Susanne Hochuli: Eine Begegnung mit der Aargauer Regierungsrätin

  • Text: Barbara Achermann; Fotos: Herbert Zimmermann

Der Aargau hat eine Regierungsrätin, die grün ist, aber nicht immer. Sozial, aber nicht links. Zugänglich, aber keine Smalltalkerin. Damit kommt Susanne Hochuli – meist – gut an.

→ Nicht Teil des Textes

//! Liveness capture
//!
//! Guided head-rotation liveness recording: camera session ownership, frame
//! sampling, a heuristic face locator, head pose classification, rotation
//! progress and the recording lifecycle, plus the multipart submission
//! mapping for the resulting artifacts.

pub mod analysis;
pub mod capture;
pub mod liveness;
pub mod recorder;
pub mod submission;
pub mod utils;

pub use liveness::{begin_liveness_capture, DeviceSelection, LivenessConfig, LivenessSession};
pub use utils::error::{ErrorResponse, LivenessError, LivenessResult};

use tracing_subscriber::{layer::SubscriberExt, util::SubscriberInitExt};

/// Install the global tracing subscriber.
///
/// `RUST_LOG` overrides the default filter.
pub fn init_tracing() {
    let result = tracing_subscriber::registry()
        .with(
            tracing_subscriber::EnvFilter::try_from_default_env()
                .unwrap_or_else(|_| "liveness_capture=debug".into()),
        )
        .with(tracing_subscriber::fmt::layer())
        .try_init();

    if result.is_ok() {
        tracing::info!("Starting liveness-capture v{}", env!("CARGO_PKG_VERSION"));
    }
}
use thiserror::Error;

/// Failure reported by the platform media layer when acquiring a stream.
#[derive(Debug, Clone, PartialEq, Eq, Error)]
pub enum PlatformMediaError {
    #[error("not allowed")]
    PermissionDenied,

    #[error("not found")]
    NotFound,

    #[error("not readable (in use)")]
    Busy,

    #[error("{0}")]
    Other(String),
}

/// Camera subsystem errors.
#[derive(Debug, Error)]
pub enum CameraError {
    #[error("device enumeration failed: {0}")]
    DeviceEnumeration(String),

    #[error("camera permission denied: {0}")]
    PermissionDenied(String),

    #[error("device not found: {0}")]
    DeviceNotFound(String),

    #[error("device busy: {0}")]
    DeviceBusy(String),

    #[error("media error: {0}")]
    Media(String),

    #[error("camera session already holds an open stream")]
    SessionActive,

    #[error("stream release failed: {0}")]
    Release(String),
}

impl CameraError {
    /// Map a platform acquisition failure for `device` into the camera taxonomy.
    pub fn from_platform(error: PlatformMediaError, device: &str) -> Self {
        match error {
            PlatformMediaError::PermissionDenied => Self::PermissionDenied(device.to_string()),
            PlatformMediaError::NotFound => Self::DeviceNotFound(device.to_string()),
            PlatformMediaError::Busy => Self::DeviceBusy(device.to_string()),
            PlatformMediaError::Other(message) => Self::Media(format!("{device}: {message}")),
        }
    }
}

/// Convenience Result alias.
pub type Result<T> = std::result::Result<T, CameraError>;
#[cfg(test)]
mod tests {
    use super::*;
    use crate::analysis::{FaceCandidate, FaceLocator, HeadPoseEstimator};
    use crate::analysis::face_locator::{BoundingBox, Point};
    use crate::capture::{Artifact, ArtifactKind, FaceScript, FrameSample, PlatformMediaError, SyntheticBackend};
    use std::time::Duration;

    fn documents() -> DocumentPhotos {
        DocumentPhotos {
            front: Artifact::new(ArtifactKind::FrontIdPhoto, "image/png", vec![1]),
            back: Artifact::new(ArtifactKind::BackIdPhoto, "image/png", vec![2]),
        }
    }

    fn config() -> LivenessConfig {
        let mut config = LivenessConfig {
            sampling_interval_ms: 10,
            warmup_timeout_ms: 1000,
            ..Default::default()
        };
        config.recording.frame_rate = 10;
        config
    }

    fn sweep_backend() -> Arc<SyntheticBackend> {
        Arc::new(
            SyntheticBackend::builder()
                .device("back", "Back Camera")
                .device("front", "Front Camera")
                .frame_size(160, 120)
                .warmup_frames(2)
                .script(FaceScript::Sweep {
                    dwell: Duration::from_millis(60),
                })
                .build(),
        )
    }

    async fn wait_until_complete(session: &LivenessSession) -> bool {
        for _ in 0..300 {
            if session.progress().complete() {
                return true;
            }
            tokio::time::sleep(Duration::from_millis(10)).await;
        }
        false
    }

    #[tokio::test]
    async fn test_full_capture_flow() {
        let backend = sweep_backend();
        let mut session = begin_liveness_capture(backend.clone(), DeviceSelection::default(), documents(), config())
            .await
            .unwrap();
        assert_eq!(session.device().id, DeviceId::new("front"));
        assert_eq!(session.progress(), RotationProgress::default());
        assert_eq!(session.prompt(), RotationPrompt::Center);

        session.start_recording().await.unwrap();
        assert_eq!(session.recording_state(), RecordingState::Recording);
        assert!(wait_until_complete(&session).await);
        assert_eq!(session.prompt(), RotationPrompt::Complete);
        assert!(session.latest_pose().is_some());

        let artifacts = session.stop_recording().await.unwrap();
        assert_eq!(artifacts.front_id_photo.kind, ArtifactKind::FrontIdPhoto);
        assert_eq!(artifacts.back_id_photo.kind, ArtifactKind::BackIdPhoto);
        assert_eq!(artifacts.self_photo.kind, ArtifactKind::SelfPhoto);
        assert_eq!(artifacts.video.kind, ArtifactKind::SelfVideo);
        assert!(!artifacts.video.is_empty());

        assert_eq!(session.recording_state(), RecordingState::Stopped);
        assert!(!session.is_camera_open());
        assert_eq!(session.active_tracks(), 0);
        assert_eq!(backend.open_stream_count(), 0);
        // Progress survives stop
        assert!(session.progress().complete());
    }

    #[tokio::test]
    async fn test_cancel_releases_everything() {
        let backend = sweep_backend();
        let mut session = begin_liveness_capture(backend.clone(), DeviceSelection::default(), documents(), config())
            .await
            .unwrap();
        session.start_recording().await.unwrap();
        tokio::time::sleep(Duration::from_millis(50)).await;

        session.cancel();
        assert_eq!(session.active_tracks(), 0);
        assert_eq!(session.recording_state(), RecordingState::Idle);
        assert_eq!(backend.open_stream_count(), 0);
        assert!(matches!(
            session.stop_recording().await,
            Err(RecordingError::NotRecording)
        ));
    }

    #[tokio::test]
    async fn test_cancel_continues_after_release_failure() {
        let backend = Arc::new(
            SyntheticBackend::builder()
                .device("front", "Front Camera")
                .frame_size(160, 120)
                .fail_release()
                .build(),
        );
        let mut session = begin_liveness_capture(backend.clone(), DeviceSelection::default(), documents(), config())
            .await
            .unwrap();
        session.start_recording().await.unwrap();
        tokio::time::sleep(Duration::from_millis(30)).await;

        session.cancel();
        assert_eq!(session.active_tracks(), 0);
        assert!(!session.is_camera_open());
        assert_eq!(session.recording_state(), RecordingState::Idle);
        assert_eq!(backend.open_stream_count(), 0);

        // A failed release does not leave the recording slot taken
        session.start_recording().await.unwrap();
        assert_eq!(session.recording_state(), RecordingState::Recording);
        session.cancel();
        assert_eq!(backend.open_stream_count(), 0);
    }

    #[tokio::test]
    async fn test_second_session_cannot_record_concurrently() {
        let backend = sweep_backend();
        let mut front = begin_liveness_capture(
            backend.clone(),
            DeviceSelection::Device(DeviceId::new("front")),
            documents(),
            config(),
        )
        .await
        .unwrap();
        let mut back = begin_liveness_capture(
            backend.clone(),
            DeviceSelection::Device(DeviceId::new("back")),
            documents(),
            config(),
        )
        .await
        .unwrap();

        front.start_recording().await.unwrap();
        let err = back.start_recording().await.unwrap_err();
        assert!(matches!(err, RecordingError::AlreadyRecording));
        assert_eq!(back.recording_state(), RecordingState::Idle);
        assert_eq!(front.recording_state(), RecordingState::Recording);

        front.stop_recording().await.unwrap();
        back.start_recording().await.unwrap();
        assert!(back.stop_recording().await.is_ok());
    }

    #[tokio::test]
    async fn test_drop_releases_camera() {
        let backend = sweep_backend();
        let mut session = begin_liveness_capture(backend.clone(), DeviceSelection::default(), documents(), config())
            .await
            .unwrap();
        session.start_recording().await.unwrap();
        assert_eq!(backend.open_stream_count(), 1);

        drop(session);
        assert_eq!(backend.open_stream_count(), 0);
    }

    #[tokio::test]
    async fn test_permission_denied() {
        let backend = Arc::new(
            SyntheticBackend::builder()
                .device("front", "Front Camera")
                .fail_open(PlatformMediaError::PermissionDenied)
                .build(),
        );
        let result = begin_liveness_capture(backend, DeviceSelection::default(), documents(), config()).await;
        assert!(matches!(result, Err(CameraError::PermissionDenied(_))));
    }

    #[tokio::test]
    async fn test_unknown_device_and_empty_list() {
        let backend = sweep_backend();
        let result = begin_liveness_capture(
            backend,
            DeviceSelection::Device(DeviceId::new("missing")),
            documents(),
            config(),
        )
        .await;
        assert!(matches!(result, Err(CameraError::DeviceNotFound(d)) if d == "missing"));

        let empty = Arc::new(SyntheticBackend::builder().audio_device("mic", "Microphone").build());
        let result = begin_liveness_capture(empty, DeviceSelection::default(), documents(), config()).await;
        assert!(matches!(result, Err(CameraError::DeviceNotFound(_))));
    }

    #[tokio::test]
    async fn test_double_start_is_rejected() {
        let backend = sweep_backend();
        let mut session = begin_liveness_capture(backend, DeviceSelection::default(), documents(), config())
            .await
            .unwrap();
        session.start_recording().await.unwrap();

        let err = session.start_recording().await.unwrap_err();
        assert!(matches!(err, RecordingError::AlreadyRecording));
        assert_eq!(session.recording_state(), RecordingState::Recording);
        assert!(session.stop_recording().await.is_ok());
    }

    #[tokio::test]
    async fn test_stop_without_recording_keeps_camera() {
        let backend = sweep_backend();
        let mut session = begin_liveness_capture(backend, DeviceSelection::default(), documents(), config())
            .await
            .unwrap();
        assert!(matches!(
            session.stop_recording().await,
            Err(RecordingError::NotRecording)
        ));
        assert!(session.is_camera_open());
    }

    #[tokio::test]
    async fn test_restart_resets_progress() {
        let backend = sweep_backend();
        let mut session = begin_liveness_capture(backend, DeviceSelection::default(), documents(), config())
            .await
            .unwrap();
        session.start_recording().await.unwrap();
        assert!(wait_until_complete(&session).await);

        session.restart_recording().await.unwrap();
        // The new sampling loop has not ticked yet
        assert!(!session.progress().complete());
        assert_eq!(session.recording_state(), RecordingState::Recording);

        let artifacts = session.stop_recording().await.unwrap();
        assert_eq!(artifacts.video.kind, ArtifactKind::SelfVideo);

        // Recording again reopens the camera
        session.start_recording().await.unwrap();
        assert!(session.is_camera_open());
        session.cancel();
    }

    #[tokio::test]
    async fn test_switch_camera() {
        let backend = sweep_backend();
        let mut session = begin_liveness_capture(backend.clone(), DeviceSelection::default(), documents(), config())
            .await
            .unwrap();

        let next = session.switch_camera().await.unwrap().id.clone();
        assert_eq!(next, DeviceId::new("back"));
        assert_eq!(backend.open_stream_count(), 1);

        session.start_recording().await.unwrap();
        assert!(matches!(session.switch_camera().await, Err(CameraError::SessionActive)));
    }

    struct AlwaysTurnedRight;

    impl FaceLocator for AlwaysTurnedRight {
        fn locate(&self, frame: &FrameSample) -> Option<FaceCandidate> {
            let x = frame.width as f64 * 0.1;
            let y = frame.height as f64 / 2.0;
            Some(FaceCandidate {
                bounding_box: BoundingBox {
                    top_left: Point { x: 0.0, y: 0.0 },
                    bottom_right: Point { x: x * 2.0, y: y * 2.0 },
                },
                centroid: Point { x, y },
                confidence: 1.0,
            })
        }
    }

    #[tokio::test]
    async fn test_custom_locator() {
        let backend = sweep_backend();
        let mut session = begin_liveness_capture(backend, DeviceSelection::default(), documents(), config())
            .await
            .unwrap()
            .with_analyzer(PoseAnalyzer::new(Box::new(AlwaysTurnedRight), HeadPoseEstimator::default()));

        session.start_recording().await.unwrap();
        tokio::time::sleep(Duration::from_millis(80)).await;

        let progress = session.progress();
        assert!(progress.right);
        assert!(!progress.left);
        assert!(!progress.center);
        session.cancel();
    }
}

Susanne Hochuli zieht fest an ihrer Marlboro, inhaliert aber nicht. Es ist typisch, dass sie nicht so raucht, wie normale Raucher rauchen. Sie macht alles auf ihre Art. Die Aargauer Regierungsrätin sitzt auf der Veranda ihres Bauernhauses im Dorf Reitnau. In ihrem Schoss rekelt sich ein junges Kätzchen, Pferde traben vorbei, die Blumen und Beeren im Garten warten darauf, gepflückt zu werden, und leise bimmelt ein Windspiel. In diesem Heidiland-Setting erzählt sie, was sie dieser Tage bereitwillig immer wieder erzählt hat: Sie hat Asylbewerber bei sich einquartiert, eine Mutter und zwei Kinder aus Angola.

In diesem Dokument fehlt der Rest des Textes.